If we locate sites close to those who want to participate in clinical research, they will take part. For example, we have a site in Florida where the entire staff speaks Spanish and seventy-five percent of the COVID study volunteers are from the Latino community.
We are also looking more closely at diversity among our workforce and have hired people in outreach roles to build trust with communities and raise awareness of the work we do.
Finally, we need to make clinical trials more accessible to everyone.
Before 2020, only 5% of the population took part in clinical research because of lack of awareness. If there has to be some good from some bad, it’s that more people are aware of how they can get involved in the advancement of science. I have the media to thank for raising awareness of clinical trials. Never in my 30 plus years’ career did I think I’d see my industry on CNN.
The restrictions COVID imposed on everyone in 2020 forced us to be creative with how we conduct trials. At the beginning of the year we had research in progress that needed to be completed. At one point we did patient follow-up appointments on volunteers’ front porches, so we could remain socially distant. There is now much more interest in conducting “decentralised clinical trials” where there is more flexibility in the way patients can complete study visits.

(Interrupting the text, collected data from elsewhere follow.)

//! Prelude module for convenient imports
//!
//! ```
//! use tokgraph::prelude::*;
//! ```
//!
//! # Re-exported Items
//!
//! ## Core Types
//! - [`Grammar`] - Loaded, immutable grammar
//! - [`GrammarData`] - Compiled grammar document
//! - [`Transducer`] - Production driver
//! - [`ParserConfig`] - Driver configuration
//! - [`ParseContext`] - Per-parse state
//! - [`TokenSequence`] - Tokenizer output
//!
//! ## Error Handling
//! - [`ParseError`] - Parse failure
//! - [`GrammarError`] - Grammar load failure
//! - [`UnrecognizedSpan`] - Tokenizer diagnostic

// ============================================================================
// Core Types
// ============================================================================

pub use crate::engine::{
    Grammar, GrammarData, Matcher, ParseContext, ParseOutput, ParserConfig, TokenSequence,
    Tokenizer, Transducer,
};

// ============================================================================
// Error Handling
// ============================================================================

pub use crate::engine::error::{GrammarError, ParseError, UnrecognizedSpan};
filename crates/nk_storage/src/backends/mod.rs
pub mod memory;

#[cfg(feature = "sqlite")]
pub mod sqlite;

pub use memory::MemoryStore;

#[cfg(feature = "sqlite")]
pub use sqlite::SqliteStore;
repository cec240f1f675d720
use std::collections::{BTreeMap, BTreeSet, HashMap};

use serde::{Deserialize, Serialize};

use nk_core::{Error, Result};

use crate::text::Normalizer;

const MIN_NGRAM: usize = 1;
const MAX_NGRAM: usize = 3;

/// A document projected into the vocabulary's weighted n-gram space.
/// L2-normalized, so the norm is 1.0 for any document with at least one
/// in-vocabulary term and 0.0 otherwise.
#[derive(Debug, Clone, PartialEq)]
pub struct FeatureVector(Vec<f32>);

impl FeatureVector {
    pub fn new(values: Vec<f32>) -> Self {
        Self(values)
    }

    pub fn values(&self) -> &[f32] {
        &self.0
    }

    pub fn len(&self) -> usize {
        self.0.len()
    }

    pub fn is_empty(&self) -> bool {
        self.0.is_empty()
    }

    pub fn l2_norm(&self) -> f32 {
        self.0.iter().map(|v| v * v).sum::<f32>().sqrt()
    }
}

/// Term-to-column mapping with inverse-document-frequency weights, fitted
/// once ahead of time. Part of the versioned model artifact: inference always
/// loads a previously fitted vocabulary, never fits its own, since a refit
/// would silently change dimensionality and column order.
#[derive(Debug, Clone, Serialize, Deserialize)]
pub struct Vocabulary {
    terms: HashMap<String, usize>,
    idf: Vec<f32>,
}

impl Vocabulary {
    /// Build a vocabulary over unigrams through trigrams of the corpus, with
    /// smoothed IDF weights. Columns are assigned in sorted-term order so the
    /// same corpus always fits to the same layout.
    pub fn fit<S: AsRef<str>>(corpus: &[S], normalizer: &Normalizer) -> Self {
        let mut document_frequency: BTreeMap<String, usize> = BTreeMap::new();
        for doc in corpus {
            let tokens = normalizer.normalize(doc.as_ref());
            let seen: BTreeSet<String> = ngrams(&tokens).into_iter().collect();
            for term in seen {
                *document_frequency.entry(term).or_insert(0) += 1;
            }
        }

        let n = corpus.len() as f32;
        let mut terms = HashMap::with_capacity(document_frequency.len());
        let mut idf = Vec::with_capacity(document_frequency.len());
        for (index, (term, df)) in document_frequency.into_iter().enumerate() {
            terms.insert(term, index);
            idf.push(((1.0 + n) / (1.0 + df as f32)).ln() + 1.0);
        }

        Self { terms, idf }
    }

    pub fn dimension(&self) -> usize {
        self.idf.len()
    }

    /// Internal consistency check, run when an artifact is loaded.
    pub fn validate(&self) -> Result<()> {
        if self.terms.len() != self.idf.len() {
            return Err(Error::ModelMismatch(format!(
                "vocabulary has {} terms but {} idf weights",
                self.terms.len(),
                self.idf.len()
            )));
        }
        let mut seen = vec![false; self.idf.len()];
        for (term, &index) in &self.terms {
            if index >= self.idf.len() || seen[index] {
                return Err(Error::ModelMismatch(format!(
                    "vocabulary column index {} for term {:?} is out of range or duplicated",
                    index, term
                )));
            }
            seen[index] = true;
        }
        Ok(())
    }

    /// Project a document into the fitted space: n-gram term frequencies
    /// weighted by IDF, then L2-normalized. Out-of-vocabulary terms are
    /// ignored.
    pub fn transform(&self, text: &str, normalizer: &Normalizer) -> FeatureVector {
        let tokens = normalizer.normalize(text);
        let mut values = vec![0.0f32; self.dimension()];
        for term in ngrams(&tokens) {
            if let Some(&index) = self.terms.get(&term) {
                values[index] += 1.0;
            }
        }
        for (index, value) in values.iter_mut().enumerate() {
            *value *= self.idf[index];
        }

        let norm = values.iter().map(|v| v * v).sum::<f32>().sqrt();
        if norm > 0.0 {
            for value in values.iter_mut() {
                *value /= norm;
            }
        }
        FeatureVector(values)
    }
}

fn ngrams(tokens: &[String]) -> Vec<String> {
    let mut terms = Vec::new();
    for n in MIN_NGRAM..=MAX_NGRAM {
        for window in tokens.windows(n) {
            terms.push(window.join(" "));
        }
    }
    terms
}

#[cfg(test)]
mod tests {
    use super::*;

    fn corpus() -> Vec<&'static str> {
        vec![
            "brand centrum räddningstjänst",
            "val regering riksdag",
            "match mål fotboll",
        ]
    }

    #[test]
    fn test_fit_is_stable_across_runs() {
        let normalizer = Normalizer::new();
        let a = Vocabulary::fit(&corpus(), &normalizer);
        let b = Vocabulary::fit(&corpus(), &normalizer);
        assert_eq!(a.dimension(), b.dimension());
        assert_eq!(a.terms, b.terms);
        assert_eq!(a.idf, b.idf);
    }

    #[test]
    fn test_fit_includes_ngrams_up_to_trigrams() {
        let normalizer = Normalizer::new();
        let vocabulary = Vocabulary::fit(&["brand centrum natt"], &normalizer);
        // 3 unigrams + 2 bigrams + 1 trigram
        assert_eq!(vocabulary.dimension(), 6);
    }

    #[test]
    fn test_transform_is_l2_normalized() {
        let normalizer = Normalizer::new();
        let vocabulary = Vocabulary::fit(&corpus(), &normalizer);

        let vector = vocabulary.transform("brand centrum", &normalizer);
        assert!((vector.l2_norm() - 1.0).abs() < 1e-5);

        // Repeating the text changes term frequencies but not the norm.
        let vector = vocabulary.transform("brand centrum brand centrum brand", &normalizer);
        assert!((vector.l2_norm() - 1.0).abs() < 1e-5);
    }

    #[test]
    fn test_transform_empty_or_unknown_text_is_zero() {
        let normalizer = Normalizer::new();
        let vocabulary = Vocabulary::fit(&corpus(), &normalizer);

        for text in ["", "okänd terminologi utanför vokabulären"] {
            let vector = vocabulary.transform(text, &normalizer);
            assert_eq!(vector.len(), vocabulary.dimension());
            assert_eq!(vector.l2_norm(), 0.0, "text: {:?}", text);
        }
    }

    #[test]
    fn test_transform_dimensionality_is_fixed() {
        let normalizer = Normalizer::new();
        let vocabulary = Vocabulary::fit(&corpus(), &normalizer);
        for text in ["brand", "val regering riksdag brand centrum", ""] {
            assert_eq!(
                vocabulary.transform(text, &normalizer).len(),
                vocabulary.dimension()
            );
        }
    }

    #[test]
    fn test_validate_catches_corrupt_vocabulary() {
        let normalizer = Normalizer::new();
        let vocabulary = Vocabulary::fit(&corpus(), &normalizer);
        assert!(vocabulary.validate().is_ok());

        let mut corrupt = vocabulary.clone();
        corrupt.idf.pop();
        assert!(corrupt.validate().is_err());
    }
}
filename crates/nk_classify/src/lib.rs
pub mod artifact;
pub mod features;
pub mod labels;
pub mod model;
pub mod pipeline;
pub mod text;

pub use artifact::ModelArtifact;
pub use features::{FeatureVector, Vocabulary};
pub use labels::{assign, DEFAULT_THRESHOLD};
pub use model::LinearClassifier;
pub use pipeline::ClassificationPipeline;
pub use text::Normalizer;

pub mod prelude {
    pub use crate::artifact::ModelArtifact;
    pub use crate::pipeline::ClassificationPipeline;
    pub use crate::text::Normalizer;
    pub use nk_core::{ClassifiedArticle, Error, RawEntry, Result};
}
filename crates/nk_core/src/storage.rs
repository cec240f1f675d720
use async_trait::async_trait;
use chrono::{DateTime, Utc};

use crate::types::{CategoryCount, ClassifiedArticle};
use crate::Result;

/// Read-side filter over the persisted set. All fields are optional and
/// combine conjunctively.
#[derive(Debug, Clone, Default)]
pub struct ArticleQuery {
    /// Inclusive lower bound on `published`.
    pub from: Option<DateTime<Utc>>,
    /// Inclusive upper bound on `published`.
    pub to: Option<DateTime<Utc>>,
    /// Keep only articles whose category set contains this label.
    pub category: Option<String>,
    /// Case-insensitive substring match over title or summary.
    pub search: Option<String>,
}

#[async_trait]
pub trait NewsStore: Send + Sync {
    /// Upsert a batch of classified articles keyed by link, in a single
    /// transaction. Returns the number of rows affected; a failed batch
    /// affects zero rows.
    async fn upsert_batch(&self, articles: &[ClassifiedArticle]) -> Result<u64>;

    /// Recompute the category aggregate from scratch over the persisted set
    /// and atomically replace the stored counts.
    async fn recompute_category_counts(&self) -> Result<Vec<CategoryCount>>;

    /// Read the stored category aggregate.
    async fn category_counts(&self) -> Result<Vec<CategoryCount>>;

    /// Read-only query over persisted articles, newest first.
    async fn query(&self, filter: &ArticleQuery) -> Result<Vec<ClassifiedArticle>>;
}
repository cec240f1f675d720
use thiserror::Error;

#[derive(Error, Debug)]
pub enum Error {
    #[error("IO error: {0}")]
    Io(#[from] std::io::Error),

    #[error("Serialization error: {0}")]
    Serialization(#[from] serde_json::Error),

    #[error("Invalid URL: {0}")]
    InvalidUrl(String),

    #[error("Ingestion error: {0}")]
    Ingest(String),

    #[error("Model/vocabulary mismatch: {0}")]
    ModelMismatch(String),

    #[error("Label alignment error: {0}")]
    Alignment(String),

    #[error("Validation error: {0}")]
    Validation(String),

    #[error("Storage error: {0}")]
    Storage(String),
}

pub type Result<T> = std::result::Result<T, Error>;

During the COVID studies, we added significant square footage, bringing our total site footprint to the equivalent of a Manhattan block. We also employed new technology to conduct visits and monitor patients, which has provided greater flexibility for both us and our volunteers.
We’ve come a long way in fighting this global pandemic but we have some dark months ahead of us. I estimate we still need roughly 150,000 volunteers across the US to participate in ongoing COVID vaccines studies. Hopefully I can be writing a post this time next year to say we finally did it.